(Data shown Opens)
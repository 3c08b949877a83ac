//! Pipeline configuration.
//!
//! Load from: env `LEDGER_STATS_CONFIG_PATH`, or `./config/ledger_stats.json`, or
//! `./ledger_stats.json`. Missing keys take their defaults.

use crate::aggregate::reward::RewardSettings;
use crate::aggregate::swap::SwapSettings;
use crate::ledger::types::Coin;
use crate::ledger::LcdConfig;
use serde::{Deserialize, Serialize};
use std::path::Path;
use time::Duration;
use tracing::warn;

#[derive(Clone, Debug, Serialize, Deserialize)]
#[serde(default)]
pub struct PipelineConfig {
    pub lcd_url: String,
    /// Tendermint RPC endpoint, used for block-level distribution events.
    pub rpc_url: String,
    pub chain_id: String,
    /// Reward and return totals are expressed in this denom.
    pub reference_denom: String,
    /// Swap volumes are valued in this denom.
    pub valuation_denom: String,
    pub spread_offer_denom: String,
    pub spread_notional: String,
    pub block_reward_ttl_secs: i64,
    pub validator_return_ttl_secs: i64,
    pub return_window_days: i64,
    pub new_validator_max_samples: usize,
    /// Issue spread quotes for denoms with no swaps in the bucket.
    pub quote_idle_denoms: bool,
    pub rate_limit_ms: u64,
    pub max_retries: u32,
    pub retry_backoff_ms: u64,
    pub timeout_secs: u64,
}

impl Default for PipelineConfig {
    fn default() -> Self {
        let lcd = LcdConfig::default();
        Self {
            lcd_url: lcd.base_url,
            rpc_url: lcd.rpc_url,
            chain_id: "columbus-4".into(),
            reference_denom: "uluna".into(),
            valuation_denom: "uusd".into(),
            spread_offer_denom: "uluna".into(),
            spread_notional: "1000000".into(),
            block_reward_ttl_secs: 12 * 3600,
            validator_return_ttl_secs: 3600,
            return_window_days: 30,
            new_validator_max_samples: 15,
            quote_idle_denoms: true,
            rate_limit_ms: lcd.rate_limit_ms,
            max_retries: lcd.max_retries,
            retry_backoff_ms: lcd.retry_backoff_ms,
            timeout_secs: lcd.timeout_secs,
        }
    }
}

impl PipelineConfig {
    /// Load config from path. Returns default on error or missing file.
    pub fn load_from_path(path: &Path) -> Self {
        let Ok(content) = std::fs::read_to_string(path) else {
            return Self::default();
        };
        serde_json::from_str(&content).unwrap_or_else(|e| {
            warn!(?path, error = %e, "invalid config, using defaults");
            Self::default()
        })
    }

    /// Load config: env LEDGER_STATS_CONFIG_PATH, then ./config/ledger_stats.json, then ./ledger_stats.json.
    pub fn load() -> Self {
        if let Ok(path) = std::env::var("LEDGER_STATS_CONFIG_PATH") {
            let p = Path::new(&path);
            if p.exists() {
                return Self::load_from_path(p);
            }
        }
        for candidate in [
            Path::new("./config/ledger_stats.json"),
            Path::new("./ledger_stats.json"),
        ] {
            if candidate.exists() {
                return Self::load_from_path(candidate);
            }
        }
        Self::default()
    }

    pub fn lcd(&self) -> LcdConfig {
        LcdConfig {
            base_url: self.lcd_url.clone(),
            rpc_url: self.rpc_url.clone(),
            chain_id: self.chain_id.clone(),
            rate_limit_ms: self.rate_limit_ms,
            max_retries: self.max_retries,
            retry_backoff_ms: self.retry_backoff_ms,
            timeout_secs: self.timeout_secs,
        }
    }

    pub fn swap_settings(&self) -> SwapSettings {
        SwapSettings {
            reference_denom: self.reference_denom.clone(),
            valuation_denom: self.valuation_denom.clone(),
            spread_offer: Coin::new(self.spread_offer_denom.clone(), self.spread_notional.clone()),
            quote_idle_denoms: self.quote_idle_denoms,
        }
    }

    pub fn reward_settings(&self) -> RewardSettings {
        RewardSettings {
            reference_denom: self.reference_denom.clone(),
            block_reward_ttl: Duration::seconds(self.block_reward_ttl_secs),
            validator_return_ttl: Duration::seconds(self.validator_return_ttl_secs),
            return_window_days: self.return_window_days,
            new_validator_max_samples: self.new_validator_max_samples,
        }
    }
}

#[cfg(test)]
mod tests {
    use super::*;
    use std::io::Write;
    use tempfile::NamedTempFile;

    #[test]
    fn defaults() {
        let c = PipelineConfig::default();
        assert_eq!(c.chain_id, "columbus-4");
        assert_eq!(c.reward_settings().block_reward_ttl, Duration::hours(12));
        assert_eq!(c.swap_settings().spread_offer, Coin::new("uluna", "1000000"));
        assert_eq!(c.lcd().base_url, "https://lcd.terra.dev");
        assert_eq!(c.lcd().rpc_url, "http://localhost:26657");
    }

    #[test]
    fn partial_file_keeps_other_defaults() {
        let mut f = NamedTempFile::new().unwrap();
        write!(f, r#"{{"chain_id":"tequila-0004","new_validator_max_samples":5}}"#).unwrap();
        let c = PipelineConfig::load_from_path(f.path());
        assert_eq!(c.chain_id, "tequila-0004");
        assert_eq!(c.new_validator_max_samples, 5);
        assert_eq!(c.valuation_denom, "uusd");
    }

    #[test]
    fn invalid_file_falls_back() {
        let mut f = NamedTempFile::new().unwrap();
        write!(f, "not json").unwrap();
        assert_eq!(PipelineConfig::load_from_path(f.path()).chain_id, "columbus-4");
    }
}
(Data shown Closes)
**What you need to do:** Give back exactly the lines from the first line of the records through the line holding "use crate::ledger::LcdConfig;", including both of those lines and leaving out all others.

**Answer to this task:**
repository 3c08b949877a83ac
//! Pipeline configuration.
//!
//! Load from: env `LEDGER_STATS_CONFIG_PATH`, or `./config/ledger_stats.json`, or
//! `./ledger_stats.json`. Missing keys take their defaults.

use crate::aggregate::reward::RewardSettings;
use crate::aggregate::swap::SwapSettings;
use crate::ledger::types::Coin;
use crate::ledger::LcdConfig;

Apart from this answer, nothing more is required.